• **Data excerpts**:
--
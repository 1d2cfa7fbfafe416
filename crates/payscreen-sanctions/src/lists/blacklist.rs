use crate::error::{Result, SanctionsError};
use crate::lists::{ListMetadata, SanctionsList};
use serde::{Deserialize, Serialize};
use std::collections::HashMap;
use std::fs;
use std::path::Path;
use std::sync::RwLock;

#[derive(Debug, Clone, Serialize, Deserialize)]
pub struct BlacklistEntry {
    pub wallet: String,
    pub reason: String,
    #[serde(default)]
    pub added_at: Option<chrono::DateTime<chrono::Utc>>,
}

/// Mutable scam-address blacklist.
///
/// Unlike the regulator list, entries can be added and removed at runtime
/// by operators reacting to new scam reports. Mutations take a short
/// write lock; no lock is held across any await point.
#[derive(Debug)]
pub struct Blacklist {
    entries: RwLock<HashMap<String, BlacklistEntry>>,
}

impl Blacklist {
    pub fn from_file<P: AsRef<Path>>(path: P) -> Result<Self> {
        let content = fs::read_to_string(path.as_ref()).map_err(|e| {
            SanctionsError::ListLoadError(format!("Failed to read blacklist file: {}", e))
        })?;

        Self::from_string(&content)
    }

    pub fn from_string(content: &str) -> Result<Self> {
        let raw: Vec<BlacklistEntry> = serde_json::from_str(content).map_err(|e| {
            SanctionsError::ListLoadError(format!("Failed to parse blacklist JSON: {}", e))
        })?;

        let mut entries = HashMap::new();
        for entry in raw {
            let normalized = entry.wallet.to_lowercase().trim().to_string();
            if !normalized.is_empty() {
                entries.insert(normalized, entry);
            }
        }

        tracing::info!("Loaded blacklist: {} addresses", entries.len());

        Ok(Self {
            entries: RwLock::new(entries),
        })
    }

    pub fn empty() -> Self {
        Self {
            entries: RwLock::new(HashMap::new()),
        }
    }

    /// Add an address with a reason. Replaces any existing entry.
    pub fn insert(&self, address: &str, reason: &str) {
        let normalized = address.to_lowercase().trim().to_string();
        if normalized.is_empty() {
            return;
        }
        tracing::info!(address = %normalized, reason = %reason, "Adding address to blacklist");
        let entry = BlacklistEntry {
            wallet: normalized.clone(),
            reason: reason.to_string(),
            added_at: Some(chrono::Utc::now()),
        };
        self.entries
            .write()
            .expect("blacklist lock poisoned")
            .insert(normalized, entry);
    }

    /// Remove an address. Returns true if it was present.
    pub fn remove(&self, address: &str) -> bool {
        let normalized = address.to_lowercase().trim().to_string();
        let removed = self
            .entries
            .write()
            .expect("blacklist lock poisoned")
            .remove(&normalized)
            .is_some();
        if removed {
            tracing::info!(address = %normalized, "Removed address from blacklist");
        }
        removed
    }

    pub fn reason_for(&self, address: &str) -> Option<String> {
        let normalized = address.to_lowercase().trim().to_string();
        self.entries
            .read()
            .expect("blacklist lock poisoned")
            .get(&normalized)
            .map(|e| e.reason.clone())
    }

    /// Snapshot of all entries, for diagnostics.
    pub fn entries(&self) -> Vec<BlacklistEntry> {
        self.entries
            .read()
            .expect("blacklist lock poisoned")
            .values()
            .cloned()
            .collect()
    }
}

impl SanctionsList for Blacklist {
    fn is_listed(&self, address: &str) -> bool {
        let normalized = address.to_lowercase().trim().to_string();
        self.entries
            .read()
            .expect("blacklist lock poisoned")
            .contains_key(&normalized)
    }

    fn metadata(&self) -> ListMetadata {
        ListMetadata {
            name: "blacklist".to_string(),
            record_count: self.total_addresses(),
            last_updated: None,
            checksum: None,
            source: "operator-maintained".to_string(),
        }
    }

    fn total_addresses(&self) -> usize {
        self.entries.read().expect("blacklist lock poisoned").len()
    }
}
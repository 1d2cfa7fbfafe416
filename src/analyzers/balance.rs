//! Balance pattern heuristics.
//!
//! Works from the current balance plus a naive time-series reconstruction
//! of balance history (running delta per transfer, starting from zero since
//! the true starting balance is unknown). Flags drain patterns, dormant
//! large holdings, and single extreme spikes.

use crate::address::WalletAddress;
use crate::chain::TransferRecord;
use crate::types::{AnalyzerFinding, FindingDetail};

const ONE_ETH_WEI: u128 = 1_000_000_000_000_000_000;

/// A reconstructed point this many times above the series average counts
/// as a spike.
const SPIKE_RATIO: u128 = 5;
/// Spike detection needs at least this many points to mean anything.
const SPIKE_MIN_POINTS: usize = 4;

const WEIGHT_DRAINED: u8 = 35;
const WEIGHT_DORMANT: u8 = 25;
const WEIGHT_SPIKE: u8 = 30;

/// Conservative defaults for unavailable data.
const SCORE_ALL_UNAVAILABLE: u8 = 30;
const SCORE_NO_RECONSTRUCTION: u8 = 20;

#[derive(Debug, Clone, Copy, Default)]
pub struct BalancePatternAnalyzer;

impl BalancePatternAnalyzer {
    pub fn analyze(
        &self,
        owner: &WalletAddress,
        balance: Option<u128>,
        history: Option<&[TransferRecord]>,
    ) -> AnalyzerFinding {
        let (Some(balance), history) = (balance, history) else {
            return AnalyzerFinding {
                score: SCORE_ALL_UNAVAILABLE,
                flags: vec!["Balance unavailable; holdings pattern unknown".to_string()],
                degraded: true,
                detail: FindingDetail::Balance {
                    balance_wei: None,
                    spike_detected: false,
                },
            };
        };

        let Some(history) = history else {
            // Balance fetched but no history to reconstruct against.
            return AnalyzerFinding {
                score: SCORE_NO_RECONSTRUCTION,
                flags: vec![
                    "Transaction history unavailable; balance pattern not reconstructed"
                        .to_string(),
                ],
                degraded: true,
                detail: FindingDetail::Balance {
                    balance_wei: Some(balance.to_string()),
                    spike_detected: false,
                },
            };
        };

        let mut score: u32 = 0;
        let mut flags = Vec::new();

        if balance == 0 && !history.is_empty() {
            score += WEIGHT_DRAINED as u32;
            flags.push("Zero balance despite transaction history (drained wallet)".to_string());
        }

        if balance >= ONE_ETH_WEI && history.len() < 3 {
            score += WEIGHT_DORMANT as u32;
            flags.push("Large balance with very little activity".to_string());
        }

        let spike_detected = Self::detect_spike(owner.as_str(), history);
        if spike_detected {
            score += WEIGHT_SPIKE as u32;
            flags.push(
                "Balance history dominated by a single extreme spike".to_string(),
            );
        }

        AnalyzerFinding {
            score: score.min(100) as u8,
            flags,
            degraded: false,
            detail: FindingDetail::Balance {
                balance_wei: Some(balance.to_string()),
                spike_detected,
            },
        }
    }

    /// Running balance after each transfer; the peak point marks a spike
    /// when it exceeds [`SPIKE_RATIO`] times the average of the remaining
    /// points. (Comparing against an average that includes the peak would
    /// let the peak mask itself on short series.)
    fn detect_spike(owner: &str, history: &[TransferRecord]) -> bool {
        if history.len() < SPIKE_MIN_POINTS {
            return false;
        }

        let mut running: i128 = 0;
        let mut points: Vec<u128> = Vec::with_capacity(history.len());
        for transfer in history {
            if transfer.to == owner {
                running = running.saturating_add(transfer.value_wei as i128);
            }
            if transfer.from == owner {
                running = running.saturating_sub(transfer.value_wei as i128);
            }
            points.push(running.unsigned_abs());
        }

        let (peak, sum) = points
            .iter()
            .fold((0u128, 0u128), |(peak, sum), &p| (peak.max(p), sum + p));
        let rest_average = (sum - peak) / (points.len() as u128 - 1);
        if rest_average == 0 {
            return false;
        }

        peak > SPIKE_RATIO * rest_average
    }
}
use crate::error::{Result, SanctionsError};
use crate::lists::{ListMetadata, SanctionsList};
use serde::{Deserialize, Serialize};
use sha2::{Digest, Sha256};
use std::collections::HashSet;
use std::fs;
use std::path::Path;

/// Metadata about a regulator-issued sanctions list
#[derive(Debug, Clone, Serialize, Deserialize)]
pub struct RegulatorMetadata {
    /// Source description (e.g. the issuing authority)
    pub source: String,
    /// ISO 8601 timestamp when the list was generated
    pub generated_at: String,
    /// Total number of addresses in the list
    pub total_addresses: usize,
}

/// A single sanctioned address entry
#[derive(Debug, Clone, Serialize, Deserialize)]
pub struct RegulatorEntry {
    /// The wallet address (normalized to lowercase)
    pub address: String,
    /// Name of the sanctioned entity
    pub entity_name: String,
    /// Sanctions program, if known
    pub program: Option<String>,
    /// Reason for listing
    pub reason: String,
}

/// Root structure of the regulator list JSON file
#[derive(Debug, Clone, Serialize, Deserialize)]
pub struct RegulatorData {
    pub metadata: RegulatorMetadata,
    pub addresses: Vec<RegulatorEntry>,
}

/// Static regulator deny-list, loaded once from a JSON document.
///
/// Addresses on this list must never receive funds. Lookups are exact
/// matches against the lowercase-normalized address set.
#[derive(Debug, Clone)]
pub struct RegulatorList {
    /// Set of listed addresses (normalized to lowercase)
    addresses: HashSet<String>,
    /// Full entries with entity information
    entries: Vec<RegulatorEntry>,
    /// Metadata about the loaded list
    metadata: RegulatorMetadata,
    /// SHA-256 checksum of the loaded file
    checksum: Option<String>,
    /// Last updated timestamp (from file mtime)
    last_updated: Option<chrono::DateTime<chrono::Utc>>,
}

impl RegulatorList {
    pub fn from_file<P: AsRef<Path>>(path: P) -> Result<Self> {
        let path = path.as_ref();
        tracing::info!("Loading regulator deny-list from: {}", path.display());

        let content = fs::read_to_string(path).map_err(|e| {
            SanctionsError::ListLoadError(format!(
                "Failed to read regulator list {}: {}",
                path.display(),
                e
            ))
        })?;

        let last_updated = fs::metadata(path)
            .ok()
            .and_then(|m| m.modified().ok())
            .map(chrono::DateTime::<chrono::Utc>::from);

        let mut list = Self::from_string(&content)?;
        list.last_updated = last_updated;
        Ok(list)
    }

    pub fn from_string(content: &str) -> Result<Self> {
        let mut hasher = Sha256::new();
        hasher.update(content.as_bytes());
        let checksum = format!("{:x}", hasher.finalize());

        let data: RegulatorData = serde_json::from_str(content).map_err(|e| {
            SanctionsError::ListLoadError(format!("Failed to parse regulator list JSON: {}", e))
        })?;

        let addresses: HashSet<String> = data
            .addresses
            .iter()
            .map(|entry| entry.address.to_lowercase())
            .collect();

        tracing::info!(
            "Loaded regulator deny-list: {} addresses (generated: {})",
            addresses.len(),
            data.metadata.generated_at
        );
        tracing::debug!("List checksum: {}", checksum);

        Ok(Self {
            addresses,
            entries: data.addresses,
            metadata: data.metadata,
            checksum: Some(checksum),
            last_updated: None,
        })
    }

    /// An empty list, for deployments that have not provisioned one.
    pub fn empty() -> Self {
        Self {
            addresses: HashSet::new(),
            entries: Vec::new(),
            metadata: RegulatorMetadata {
                source: "none".to_string(),
                generated_at: String::new(),
                total_addresses: 0,
            },
            checksum: None,
            last_updated: None,
        }
    }

    /// Get entity information for a listed address
    pub fn get_entry(&self, address: &str) -> Option<&RegulatorEntry> {
        let normalized = address.to_lowercase();
        self.entries
            .iter()
            .find(|entry| entry.address.to_lowercase() == normalized)
    }
}

impl SanctionsList for RegulatorList {
    fn is_listed(&self, address: &str) -> bool {
        let normalized = address.to_lowercase();
        let listed = self.addresses.contains(&normalized);

        if listed {
            tracing::warn!("SANCTIONS ALERT: regulator-listed address detected: {}", address);
        }

        listed
    }

    fn metadata(&self) -> ListMetadata {
        ListMetadata {
            name: "regulator_denylist".to_string(),
            record_count: self.addresses.len(),
            last_updated: self.last_updated,
            checksum: self.checksum.clone(),
            source: self.metadata.source.clone(),
        }
    }

    fn total_addresses(&self) -> usize {
        self.addresses.len()
    }
}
--
• **TASK**: Could you return the lines in the entries above that contain "RegulatorEntry"?

• **RESPONSE**:
pub struct RegulatorEntry {
    pub addresses: Vec<RegulatorEntry>,
    entries: Vec<RegulatorEntry>,
    pub fn get_entry(&self, address: &str) -> Option<&RegulatorEntry> {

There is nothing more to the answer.